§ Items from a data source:
——————————

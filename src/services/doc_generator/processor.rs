//! 流水线调度器
//!
//! 按配置顺序处理项目：扫描 → 分组 → 逐个单元（构建对话 → 生成 → 解析 → 渲染 → 写入）→ 索引。
//! 单元严格串行处理，生成后端一次只接收一个请求。

use chrono::Local;
use std::path::{Component, Path, PathBuf};
use std::time::Instant;
use tokio::fs;
use tracing::{debug, error, info};

use super::generator::resolve;
use super::grouping::group_files;
use super::index::{IndexEntry, IndexError, ProjectIndex};
use super::prompts::build_conversation;
use super::renderer::render_markdown;
use super::scanner::DirectoryScanner;
use super::types::DocUnit;
use crate::config::ProjectConfig;
use crate::error::{AppError, AppResult};
use crate::state::AppContext;

/// 单元页面文件名
pub const PAGE_FILE_NAME: &str = "README.md";

/// 运行统计
#[derive(Debug, Clone, Default, PartialEq, Eq)]
pub struct RunSummary {
    /// 处理的项目数
    pub projects: usize,
    /// 单元总数
    pub total_units: usize,
    /// 成功写出的页面数
    pub written_units: usize,
    /// 放弃的单元数
    pub failed_units: usize,
    /// 索引文件路径
    pub index_path: PathBuf,
    /// 耗时（毫秒）
    pub elapsed_ms: u64,
}

fn timestamp() -> String {
    Local::now().format("%Y-%m-%d %H:%M:%S").to_string()
}

/// 文档生成流水线
pub struct DocPipeline<'a> {
    ctx: &'a AppContext,
}

impl<'a> DocPipeline<'a> {
    pub fn new(ctx: &'a AppContext) -> Self {
        Self { ctx }
    }

    /// 运行完整流水线
    pub async fn run(&self, projects: &[ProjectConfig]) -> AppResult<RunSummary> {
        let started = Instant::now();
        info!(
            "Generating documentation with model {} (language {})",
            self.ctx.model.model_id, self.ctx.language
        );
        self.reset_output_root().await?;

        let mut index = ProjectIndex::new();
        let mut summary = RunSummary::default();

        for project in projects {
            self.process_project(project, &mut index, &mut summary).await?;
            summary.projects += 1;
        }

        summary.index_path = index.write_to(&self.ctx.output_root).await.map_err(|e| match e {
            IndexError::Serialize(e) => AppError::Serialize(e),
            IndexError::IoError(path, e) => AppError::Io(path, e),
        })?;
        summary.elapsed_ms = started.elapsed().as_millis() as u64;

        info!(
            "Documentation generated: {} projects, {}/{} modules written ({} indexed), {} failed, index at {} ({} ms)",
            summary.projects,
            summary.written_units,
            summary.total_units,
            index.total_entries(),
            summary.failed_units,
            summary.index_path.display(),
            summary.elapsed_ms
        );
        Ok(summary)
    }

    /// 清空并重建输出根目录
    async fn reset_output_root(&self) -> AppResult<()> {
        let root = &self.ctx.output_root;
        let resolved = fs::canonicalize(root).await.ok();
        let cwd = std::env::current_dir().ok();
        if is_protected_output_root(root, resolved.as_deref(), cwd.as_deref()) {
            return Err(AppError::Config(format!(
                "拒绝清空输出目录: {}",
                root.display()
            )));
        }

        if fs::try_exists(root).await.map_err(|e| AppError::Io(root.clone(), e))? {
            fs::remove_dir_all(root)
                .await
                .map_err(|e| AppError::Io(root.clone(), e))?;
        }
        fs::create_dir_all(root)
            .await
            .map_err(|e| AppError::Io(root.clone(), e))?;
        Ok(())
    }

    /// 处理单个项目
    async fn process_project(
        &self,
        project: &ProjectConfig,
        index: &mut ProjectIndex,
        summary: &mut RunSummary,
    ) -> AppResult<()> {
        info!("Scanning project {}...", project.name);
        let scanner = DirectoryScanner::new(self.ctx.scan.clone(), &project.excluded);
        let files = scanner.scan(&project.path)?;
        info!("{} files detected", files.len());

        let key = project.key();
        index.ensure_project(&key);

        let units = group_files(project.strategy, &project.path, files);
        info!("Generating documentation for {} modules...", units.len());

        for unit in &units {
            summary.total_units += 1;
            info!("[{}] Analysing module: {}", timestamp(), unit.name);

            match self.process_unit(&key, unit).await? {
                Some(entry) => {
                    index.push(&key, entry);
                    summary.written_units += 1;
                }
                None => summary.failed_units += 1,
            }
        }

        Ok(())
    }

    /// 处理单个单元
    ///
    /// 生成失败时返回 `None`，不写页面也不产生索引条目；只有写文件失败才返回错误。
    async fn process_unit(&self, key: &str, unit: &DocUnit) -> AppResult<Option<IndexEntry>> {
        debug!(
            "Module {}: {} files, {} bytes",
            unit.name,
            unit.files.len(),
            unit.total_size()
        );
        let loaded = unit.load_files(self.ctx.scan.max_file_chars).await;
        let messages = build_conversation(
            &unit.name,
            &loaded,
            &self.ctx.language,
            self.ctx.context.as_deref(),
        );

        let doc = match resolve(
            self.ctx.client.as_ref(),
            &messages,
            &self.ctx.options,
            self.ctx.max_attempts,
        )
        .await
        {
            Ok(doc) => doc,
            Err(e) => {
                error!("[{}] Generation failed for module {}: {}", timestamp(), unit.name, e);
                return Ok(None);
            }
        };

        let page = render_markdown(&doc, &self.ctx.language);
        let page_path = self.page_path(key, unit);
        save_document(&page_path, &page).await?;

        Ok(Some(IndexEntry {
            title: unit.name.clone(),
            path: page_path.to_string_lossy().replace('\\', "/"),
            content: page,
        }))
    }

    /// 单元页面路径：`<output>/<project_key>/<unit>/README.md`
    pub fn page_path(&self, key: &str, unit: &DocUnit) -> PathBuf {
        let project_dir = self.ctx.output_root.join(key);
        let relative = unit.relative_dir();
        if relative.is_empty() {
            project_dir.join(PAGE_FILE_NAME)
        } else {
            project_dir.join(relative).join(PAGE_FILE_NAME)
        }
    }
}

/// 输出根目录是否禁止清空
///
/// 空路径、文件系统根、只由 `.`/`..` 组成的路径，以及当前工作目录或其祖先目录。
fn is_protected_output_root(root: &Path, resolved: Option<&Path>, cwd: Option<&Path>) -> bool {
    if root.as_os_str().is_empty() || root.parent().is_none() {
        return true;
    }
    if root
        .components()
        .all(|c| matches!(c, Component::CurDir | Component::ParentDir))
    {
        return true;
    }
    match (resolved, cwd) {
        (Some(resolved), Some(cwd)) => resolved.parent().is_none() || cwd.starts_with(resolved),
        _ => false,
    }
}

/// 保存文档到文件
async fn save_document(path: &Path, content: &str) -> AppResult<()> {
    if let Some(parent) = path.parent() {
        fs::create_dir_all(parent)
            .await
            .map_err(|e| AppError::Io(parent.to_path_buf(), e))?;
    }

    fs::write(path, content)
        .await
        .map_err(|e| AppError::Io(path.to_path_buf(), e))
}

——————————

Copy the entries exactly as they appear.

§ Answer area:
filename src/services/doc_generator/processor.rs
//! 流水线调度器
//!
//! 按配置顺序处理项目：扫描 → 分组 → 逐个单元（构建对话 → 生成 → 解析 → 渲染 → 写入）→ 索引。
//! 单元严格串行处理，生成后端一次只接收一个请求。

use chrono::Local;
use std::path::{Component, Path, PathBuf};
use std::time::Instant;
use tokio::fs;
use tracing::{debug, error, info};

use super::generator::resolve;
use super::grouping::group_files;
use super::index::{IndexEntry, IndexError, ProjectIndex};
use super::prompts::build_conversation;
use super::renderer::render_markdown;
use super::scanner::DirectoryScanner;
use super::types::DocUnit;
use crate::config::ProjectConfig;
use crate::error::{AppError, AppResult};
use crate::state::AppContext;

/// 单元页面文件名
pub const PAGE_FILE_NAME: &str = "README.md";

/// 运行统计
#[derive(Debug, Clone, Default, PartialEq, Eq)]
pub struct RunSummary {
    /// 处理的项目数
    pub projects: usize,
    /// 单元总数
    pub total_units: usize,
    /// 成功写出的页面数
    pub written_units: usize,
    /// 放弃的单元数
    pub failed_units: usize,
    /// 索引文件路径
    pub index_path: PathBuf,
    /// 耗时（毫秒）
    pub elapsed_ms: u64,
}

fn timestamp() -> String {
    Local::now().format("%Y-%m-%d %H:%M:%S").to_string()
}

/// 文档生成流水线
pub struct DocPipeline<'a> {
    ctx: &'a AppContext,
}

impl<'a> DocPipeline<'a> {
    pub fn new(ctx: &'a AppContext) -> Self {
        Self { ctx }
    }

    /// 运行完整流水线
    pub async fn run(&self, projects: &[ProjectConfig]) -> AppResult<RunSummary> {
        let started = Instant::now();
        info!(
            "Generating documentation with model {} (language {})",
            self.ctx.model.model_id, self.ctx.language
        );
        self.reset_output_root().await?;

        let mut index = ProjectIndex::new();
        let mut summary = RunSummary::default();

        for project in projects {
            self.process_project(project, &mut index, &mut summary).await?;
            summary.projects += 1;
        }

        summary.index_path = index.write_to(&self.ctx.output_root).await.map_err(|e| match e {
            IndexError::Serialize(e) => AppError::Serialize(e),
            IndexError::IoError(path, e) => AppError::Io(path, e),
        })?;
        summary.elapsed_ms = started.elapsed().as_millis() as u64;

        info!(
            "Documentation generated: {} projects, {}/{} modules written ({} indexed), {} failed, index at {} ({} ms)",
            summary.projects,
            summary.written_units,
            summary.total_units,
            index.total_entries(),
            summary.failed_units,
            summary.index_path.display(),
            summary.elapsed_ms
        );
        Ok(summary)
    }

    /// 清空并重建输出根目录
    async fn reset_output_root(&self) -> AppResult<()> {
        let root = &self.ctx.output_root;
        let resolved = fs::canonicalize(root).await.ok();
        let cwd = std::env::current_dir().ok();
        if is_protected_output_root(root, resolved.as_deref(), cwd.as_deref()) {
            return Err(AppError::Config(format!(
                "拒绝清空输出目录: {}",
                root.display()
            )));
        }

        if fs::try_exists(root).await.map_err(|e| AppError::Io(root.clone(), e))? {
            fs::remove_dir_all(root)
                .await
                .map_err(|e| AppError::Io(root.clone(), e))?;
        }
        fs::create_dir_all(root)
            .await
            .map_err(|e| AppError::Io(root.clone(), e))?;
        Ok(())
    }

    /// 处理单个项目
    async fn process_project(
        &self,
        project: &ProjectConfig,
        index: &mut ProjectIndex,
        summary: &mut RunSummary,
    ) -> AppResult<()> {
        info!("Scanning project {}...", project.name);
        let scanner = DirectoryScanner::new(self.ctx.scan.clone(), &project.excluded);
        let files = scanner.scan(&project.path)?;
        info!("{} files detected", files.len());

        let key = project.key();
        index.ensure_project(&key);

        let units = group_files(project.strategy, &project.path, files);
        info!("Generating documentation for {} modules...", units.len());

        for unit in &units {
            summary.total_units += 1;
            info!("[{}] Analysing module: {}", timestamp(), unit.name);

            match self.process_unit(&key, unit).await? {
                Some(entry) => {
                    index.push(&key, entry);
                    summary.written_units += 1;
                }
                None => summary.failed_units += 1,
            }
        }

        Ok(())
    }

    /// 处理单个单元
    ///
    /// 生成失败时返回 `None`，不写页面也不产生索引条目；只有写文件失败才返回错误。
    async fn process_unit(&self, key: &str, unit: &DocUnit) -> AppResult<Option<IndexEntry>> {
        debug!(
            "Module {}: {} files, {} bytes",
            unit.name,
            unit.files.len(),
            unit.total_size()
        );
        let loaded = unit.load_files(self.ctx.scan.max_file_chars).await;
        let messages = build_conversation(
            &unit.name,
            &loaded,
            &self.ctx.language,
            self.ctx.context.as_deref(),
        );

        let doc = match resolve(
            self.ctx.client.as_ref(),
            &messages,
            &self.ctx.options,
            self.ctx.max_attempts,
        )
        .await
        {
            Ok(doc) => doc,
            Err(e) => {
                error!("[{}] Generation failed for module {}: {}", timestamp(), unit.name, e);
                return Ok(None);
            }
        };

        let page = render_markdown(&doc, &self.ctx.language);
        let page_path = self.page_path(key, unit);
        save_document(&page_path, &page).await?;

        Ok(Some(IndexEntry {
            title: unit.name.clone(),
            path: page_path.to_string_lossy().replace('\\', "/"),
            content: page,
        }))
    }

    /// 单元页面路径：`<output>/<project_key>/<unit>/README.md`
    pub fn page_path(&self, key: &str, unit: &DocUnit) -> PathBuf {
        let project_dir = self.ctx.output_root.join(key);
        let relative = unit.relative_dir();
        if relative.is_empty() {
            project_dir.join(PAGE_FILE_NAME)
        } else {
            project_dir.join(relative).join(PAGE_FILE_NAME)
        }
    }
}

/// 输出根目录是否禁止清空
///
/// 空路径、文件系统根、只由 `.`/`..` 组成的路径，以及当前工作目录或其祖先目录。
fn is_protected_output_root(root: &Path, resolved: Option<&Path>, cwd: Option<&Path>) -> bool {
    if root.as_os_str().is_empty() || root.parent().is_none() {
        return true;
    }
    if root
        .components()
        .all(|c| matches!(c, Component::CurDir | Component::ParentDir))
    {
        return true;
    }
    match (resolved, cwd) {
        (Some(resolved), Some(cwd)) => resolved.parent().is_none() || cwd.starts_with(resolved),
        _ => false,
    }
}

/// 保存文档到文件
async fn save_document(path: &Path, content: &str) -> AppResult<()> {
    if let Some(parent) = path.parent() {
        fs::create_dir_all(parent)
            .await
            .map_err(|e| AppError::Io(parent.to_path_buf(), e))?;
    }

    fs::write(path, content)
        .await
        .map_err(|e| AppError::Io(path.to_path_buf(), e))
}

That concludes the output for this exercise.